En Allemagne, à Penzberg (Bavière), les récentes déclarations du chancelier Friedrich Merz sur la place des femmes dans l’islam ont suscité des réactions. L’imam Benjamin Idriz, de la communauté islamique locale, critique des propos jugés trop généralisants, ayant provoqué « irritation et inquiétude » chez de nombreux musulmans. Dans une lettre, il appelle à distinguer entre principes religieux, pratiques culturelles et dérives individuelles, rappelant que l’islam prône dignité et égalité spirituelle des femmes.
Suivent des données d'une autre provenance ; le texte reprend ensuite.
//! Clock and random implementations.

use std::sync::Mutex;

use crate::infrastructure::ports::{ClockPort, RandomPort};
use chrono::{DateTime, Utc};
use rand::rngs::StdRng;
use rand::{Rng, SeedableRng};
use uuid::Uuid;

/// System clock - uses real time.
pub struct SystemClock;

impl SystemClock {
    pub fn new() -> Self {
        Self
    }
}

impl Default for SystemClock {
    fn default() -> Self {
        Self::new()
    }
}

impl ClockPort for SystemClock {
    fn now(&self) -> DateTime<Utc> {
        Utc::now()
    }
}

/// System random - uses real randomness.
pub struct SystemRandom;

impl SystemRandom {
    pub fn new() -> Self {
        Self
    }
}

impl Default for SystemRandom {
    fn default() -> Self {
        Self::new()
    }
}

impl RandomPort for SystemRandom {
    fn gen_range(&self, min: i32, max: i32) -> i32 {
        rand::thread_rng().gen_range(min..=max)
    }

    fn gen_uuid(&self) -> Uuid {
        Uuid::new_v4()
    }
}

/// Seeded random - the same seed replays the same rolls.
pub struct SeededRandom {
    rng: Mutex<StdRng>,
}

impl SeededRandom {
    pub fn new(seed: u64) -> Self {
        Self {
            rng: Mutex::new(StdRng::seed_from_u64(seed)),
        }
    }
}

impl RandomPort for SeededRandom {
    fn gen_range(&self, min: i32, max: i32) -> i32 {
        // A poisoned lock still holds a valid generator
        let mut rng = self.rng.lock().unwrap_or_else(|e| e.into_inner());
        rng.gen_range(min..=max)
    }

    fn gen_uuid(&self) -> Uuid {
        let mut rng = self.rng.lock().unwrap_or_else(|e| e.into_inner());
        Uuid::from_u128(rng.gen())
    }
}

/// Fixed clock for testing.
#[cfg(test)]
pub struct FixedClock(pub DateTime<Utc>);

#[cfg(test)]
impl ClockPort for FixedClock {
    fn now(&self) -> DateTime<Utc> {
        self.0
    }
}

#[cfg(test)]
mod tests {
    use super::*;

    #[test]
    fn seeded_random_replays() {
        let a = SeededRandom::new(42);
        let b = SeededRandom::new(42);
        let first: Vec<i32> = (0..20).map(|_| a.gen_range(1, 10)).collect();
        let second: Vec<i32> = (0..20).map(|_| b.gen_range(1, 10)).collect();
        assert_eq!(first, second);
        assert!(first.iter().all(|f| (1..=10).contains(f)));
    }

    #[test]
    fn system_random_stays_in_range() {
        let random = SystemRandom::new();
        for _ in 0..100 {
            let face = random.gen_range(1, 10);
            assert!((1..=10).contains(&face));
        }
    }
}
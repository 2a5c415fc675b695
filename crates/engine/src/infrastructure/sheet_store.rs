//! File-backed sheet store.
//!
//! Each sheet is written as `<dir>/<name>.json`. Names are reduced to a
//! filesystem-safe form before use, so a character name can be passed
//! straight through.

use std::io::ErrorKind;
use std::path::{Path, PathBuf};

use async_trait::async_trait;
use tokio::fs;

use crate::infrastructure::ports::{SheetStorePort, StoreError};

/// Name used when a character has none.
pub const DEFAULT_SHEET_NAME: &str = "V20_Character";

const EXTENSION: &str = "json";

pub struct FileSheetStore {
    dir: PathBuf,
}

impl FileSheetStore {
    pub fn new(dir: impl Into<PathBuf>) -> Self {
        Self { dir: dir.into() }
    }

    pub fn dir(&self) -> &Path {
        &self.dir
    }

    fn path_for(&self, name: &str) -> PathBuf {
        self.dir.join(format!("{}.{}", name, EXTENSION))
    }
}

/// Keep letters, digits, spaces, `-` and `_`; replace anything else with `_`.
/// Blank names fall back to [`DEFAULT_SHEET_NAME`].
pub fn sanitize_sheet_name(name: &str) -> String {
    let cleaned: String = name
        .trim()
        .chars()
        .map(|c| {
            if c.is_alphanumeric() || c == ' ' || c == '-' || c == '_' {
                c
            } else {
                '_'
            }
        })
        .collect();
    if cleaned.trim_matches(|c| c == '_' || c == ' ').is_empty() {
        DEFAULT_SHEET_NAME.to_string()
    } else {
        cleaned
    }
}

#[async_trait]
impl SheetStorePort for FileSheetStore {
    async fn save(&self, name: &str, document: &str) -> Result<String, StoreError> {
        let name = sanitize_sheet_name(name);
        fs::create_dir_all(&self.dir)
            .await
            .map_err(|e| StoreError::io("create_dir", e))?;
        fs::write(self.path_for(&name), document)
            .await
            .map_err(|e| StoreError::io("write", e))?;
        tracing::debug!(sheet = %name, dir = %self.dir.display(), "Sheet written");
        Ok(name)
    }

    async fn load(&self, name: &str) -> Result<String, StoreError> {
        let name = sanitize_sheet_name(name);
        match fs::read_to_string(self.path_for(&name)).await {
            Ok(document) => Ok(document),
            Err(e) if e.kind() == ErrorKind::NotFound => Err(StoreError::not_found(name)),
            Err(e) => Err(StoreError::io("read", e)),
        }
    }

    async fn list(&self) -> Result<Vec<String>, StoreError> {
        let mut entries = match fs::read_dir(&self.dir).await {
            Ok(entries) => entries,
            Err(e) if e.kind() == ErrorKind::NotFound => return Ok(Vec::new()),
            Err(e) => return Err(StoreError::io("read_dir", e)),
        };

        let mut names = Vec::new();
        while let Some(entry) = entries
            .next_entry()
            .await
            .map_err(|e| StoreError::io("read_dir", e))?
        {
            let path = entry.path();
            if path.extension().and_then(|e| e.to_str()) != Some(EXTENSION) {
                continue;
            }
            if let Some(stem) = path.file_stem().and_then(|s| s.to_str()) {
                names.push(stem.to_string());
            }
        }
        names.sort();
        Ok(names)
    }
}

#[cfg(test)]
mod tests {
    use super::*;

    #[test]
    fn sanitize_keeps_readable_names() {
        assert_eq!(sanitize_sheet_name("Lucita de Aragon"), "Lucita de Aragon");
        assert_eq!(sanitize_sheet_name("  Beckett "), "Beckett");
        assert_eq!(sanitize_sheet_name("../etc/passwd"), "___etc_passwd");
    }

    #[test]
    fn sanitize_blank_falls_back() {
        assert_eq!(sanitize_sheet_name(""), DEFAULT_SHEET_NAME);
        assert_eq!(sanitize_sheet_name("   "), DEFAULT_SHEET_NAME);
        assert_eq!(sanitize_sheet_name("//"), DEFAULT_SHEET_NAME);
    }

    #[tokio::test]
    async fn save_then_load() {
        let temp_dir = tempfile::tempdir().expect("tempdir");
        let store = FileSheetStore::new(temp_dir.path().join("sheets"));

        let stored = store.save("Beckett", "{\"builder\":{}}").await.expect("save");
        assert_eq!(stored, "Beckett");
        assert!(temp_dir.path().join("sheets/Beckett.json").exists());

        let loaded = store.load("Beckett").await.expect("load");
        assert_eq!(loaded, "{\"builder\":{}}");
    }

    #[tokio::test]
    async fn load_missing_is_not_found() {
        let temp_dir = tempfile::tempdir().expect("tempdir");
        let store = FileSheetStore::new(temp_dir.path());
        let err = store.load("Nobody").await.unwrap_err();
        assert!(err.is_not_found());
    }

    #[tokio::test]
    async fn list_is_sorted_and_skips_other_files() {
        let temp_dir = tempfile::tempdir().expect("tempdir");
        let store = FileSheetStore::new(temp_dir.path());
        assert!(store.list().await.expect("list").is_empty());

        store.save("Zelios", "{}").await.expect("save");
        store.save("Anatole", "{}").await.expect("save");
        std::fs::write(temp_dir.path().join("notes.txt"), "x").expect("write");

        assert_eq!(store.list().await.expect("list"), vec!["Anatole", "Zelios"]);
    }

    #[tokio::test]
    async fn list_missing_dir_is_empty() {
        let temp_dir = tempfile::tempdir().expect("tempdir");
        let store = FileSheetStore::new(temp_dir.path().join("absent"));
        assert!(store.list().await.expect("list").is_empty());
    }
}
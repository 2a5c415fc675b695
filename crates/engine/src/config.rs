//! Engine configuration from environment variables.

use std::path::PathBuf;

pub const DEFAULT_HOST: &str = "0.0.0.0";
pub const DEFAULT_PORT: u16 = 3000;
pub const DEFAULT_SHEET_DIR: &str = "sheets";

#[derive(Debug, Clone, PartialEq, Eq)]
pub struct EngineConfig {
    pub server_host: String,
    pub server_port: u16,
    /// Directory for saved sheet documents.
    pub sheet_dir: PathBuf,
    /// Comma-separated origins, or `*`. Unset disables CORS.
    pub cors_allowed_origins: Option<String>,
}

impl EngineConfig {
    pub fn from_env() -> Self {
        Self::from_lookup(|key| std::env::var(key).ok())
    }

    /// Build from any key lookup. Unparseable ports fall back to the default.
    pub fn from_lookup(lookup: impl Fn(&str) -> Option<String>) -> Self {
        let server_host = lookup("SERVER_HOST").unwrap_or_else(|| DEFAULT_HOST.into());
        let server_port = lookup("SERVER_PORT")
            .or_else(|| lookup("PORT"))
            .and_then(|p| p.trim().parse().ok())
            .unwrap_or(DEFAULT_PORT);
        let sheet_dir = lookup("SHEET_DIR")
            .filter(|s| !s.trim().is_empty())
            .unwrap_or_else(|| DEFAULT_SHEET_DIR.into());
        let cors_allowed_origins = lookup("CORS_ALLOWED_ORIGINS")
            .map(|s| s.trim().to_string())
            .filter(|s| !s.is_empty());

        Self {
            server_host,
            server_port,
            sheet_dir: PathBuf::from(sheet_dir),
            cors_allowed_origins,
        }
    }

    pub fn bind_address(&self) -> String {
        format!("{}:{}", self.server_host, self.server_port)
    }
}

impl Default for EngineConfig {
    fn default() -> Self {
        Self::from_lookup(|_| None)
    }
}
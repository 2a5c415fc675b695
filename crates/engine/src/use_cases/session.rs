//! Session lifecycle: open, view, list, and drop builder sessions.

use std::sync::Arc;

use serde::Serialize;
use vtm_builder_domain::SheetView;

use crate::infrastructure::ports::{ClockPort, RandomPort, SessionError};
use crate::stores::{Session, SessionId, SessionStore, SessionSummary};

/// A session id with its current sheet.
#[derive(Debug, Clone, PartialEq, Eq, Serialize)]
#[serde(rename_all = "camelCase")]
pub struct SessionSnapshot {
    pub id: SessionId,
    pub sheet: SheetView,
}

/// Container for session use cases.
pub struct SessionUseCases {
    sessions: Arc<SessionStore>,
    clock: Arc<dyn ClockPort>,
    random: Arc<dyn RandomPort>,
}

impl SessionUseCases {
    pub fn new(
        sessions: Arc<SessionStore>,
        clock: Arc<dyn ClockPort>,
        random: Arc<dyn RandomPort>,
    ) -> Self {
        Self {
            sessions,
            clock,
            random,
        }
    }

    /// Open a session holding a fresh character.
    pub fn create(&self) -> SessionSnapshot {
        let id = SessionId::from_uuid(self.random.gen_uuid());
        let session = Session::new(id, self.clock.now());
        let sheet = session.state.sheet();
        self.sessions.insert(session);

        tracing::info!(session_id = %id, open_sessions = self.sessions.len(), "Session created");
        SessionSnapshot { id, sheet }
    }

    pub fn get(&self, id: SessionId) -> Result<SessionSnapshot, SessionError> {
        let session = self.sessions.get(id).ok_or(SessionError::NotFound(id))?;
        Ok(SessionSnapshot {
            id,
            sheet: session.state.sheet(),
        })
    }

    pub fn list(&self) -> Vec<SessionSummary> {
        self.sessions.summaries()
    }

    pub fn delete(&self, id: SessionId) -> Result<(), SessionError> {
        self.sessions
            .remove(id)
            .ok_or(SessionError::NotFound(id))?;
        tracing::info!(session_id = %id, "Session dropped");
        Ok(())
    }
}
//! Persistence port for exported sheet documents.

use async_trait::async_trait;

use super::error::StoreError;

/// Named storage for sheet documents.
///
/// Documents are opaque strings here; parsing and validation belong to the
/// domain import path.
#[cfg_attr(test, mockall::automock)]
#[async_trait]
pub trait SheetStorePort: Send + Sync {
    /// Store `document` under `name`. Returns the name actually used after
    /// sanitizing.
    async fn save(&self, name: &str, document: &str) -> Result<String, StoreError>;
    async fn load(&self, name: &str) -> Result<String, StoreError>;
    /// Saved sheet names, sorted.
    async fn list(&self) -> Result<Vec<String>, StoreError>;
}
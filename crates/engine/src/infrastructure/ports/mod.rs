//! Port traits for infrastructure boundaries.
//!
//! Ports exist for:
//! - Sheet storage (could swap files -> a database)
//! - Clock/Random (for testing)

mod error;
mod store;
mod testing;

pub use error::{SessionError, StoreError};
pub use store::SheetStorePort;
pub use testing::{ClockPort, RandomPort};

#[cfg(test)]
pub use store::MockSheetStorePort;
#[cfg(test)]
pub use testing::{MockClockPort, MockRandomPort};
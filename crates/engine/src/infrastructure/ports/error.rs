//! Error types for port operations.

use vtm_builder_domain::{DiceError, DomainError};

use crate::stores::SessionId;

/// Sheet storage errors with context for debugging.
#[derive(Debug, thiserror::Error)]
pub enum StoreError {
    /// No sheet saved under this name.
    #[error("Sheet not found: {0}")]
    NotFound(String),

    /// Filesystem operation failed - includes operation name for tracing.
    #[error("Storage error in {operation}: {message}")]
    Io {
        operation: &'static str,
        message: String,
    },
}

impl StoreError {
    pub fn not_found(name: impl ToString) -> Self {
        Self::NotFound(name.to_string())
    }

    pub fn io(operation: &'static str, message: impl ToString) -> Self {
        Self::Io {
            operation,
            message: message.to_string(),
        }
    }

    pub fn is_not_found(&self) -> bool {
        matches!(self, Self::NotFound(_))
    }
}

/// Failures surfaced by session use cases.
///
/// Rule-guard rejections are not errors; they come back as `applied: false`.
#[derive(Debug, thiserror::Error)]
pub enum SessionError {
    #[error("Session not found: {0}")]
    NotFound(SessionId),

    #[error(transparent)]
    Domain(#[from] DomainError),

    #[error(transparent)]
    Dice(#[from] DiceError),

    #[error(transparent)]
    Store(#[from] StoreError),
}

impl SessionError {
    pub fn is_not_found(&self) -> bool {
        match self {
            Self::NotFound(_) => true,
            Self::Store(e) => e.is_not_found(),
            _ => false,
        }
    }
}

#[cfg(test)]
mod tests {
    use super::*;

    #[test]
    fn store_not_found_counts_as_not_found() {
        let err = SessionError::from(StoreError::not_found("Beckett"));
        assert!(err.is_not_found());
        assert_eq!(err.to_string(), "Sheet not found: Beckett");
    }

    #[test]
    fn domain_errors_pass_through() {
        let err = SessionError::from(DomainError::validation("bad"));
        assert!(!err.is_not_found());
        assert_eq!(err.to_string(), "Validation failed: bad");
    }
}
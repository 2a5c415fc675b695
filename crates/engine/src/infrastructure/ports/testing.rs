//! Testability ports for injecting time and randomness.

use chrono::{DateTime, Utc};
use uuid::Uuid;

#[cfg_attr(test, mockall::automock)]
pub trait ClockPort: Send + Sync {
    fn now(&self) -> DateTime<Utc>;
}

#[cfg_attr(test, mockall::automock)]
pub trait RandomPort: Send + Sync {
    /// Inclusive on both ends.
    fn gen_range(&self, min: i32, max: i32) -> i32;
    fn gen_uuid(&self) -> Uuid;
}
Il invite également le chancelier à visiter sa mosquée, reconnue pour son engagement en faveur du dialogue et de l’égalité.
L’imam souligne que les inégalités observées dans certains contextes ne relèvent pas du cœur de la religion, mais d’interprétations humaines et d’évolutions historiques. Il insiste sur l’importance d’un débat public nuancé, surtout dans un contexte où la cohésion sociale est essentielle. À Penzberg, affirme-t-il, ces principes sont mis en pratique : les femmes participent activement à la vie de la communauté et occupent des fonctions de responsabilité. La lutte contre les discriminations et les violences y est présentée comme une priorité concrète.
Cette controverse montre des tensions régulières en Allemagne sur l’intégration et la place de l’islam dans le débat public. Les propos de Friedrich Merz visent à aborder la question des violences faites aux femmes, mais ils peuvent aussi créer des amalgames. La réponse de l’imam Idriz propose une approche plus nuancée et basée sur le dialogue, en distinguant la religion des pratiques sociales et en appelant à un échange direct pour apaiser la situation.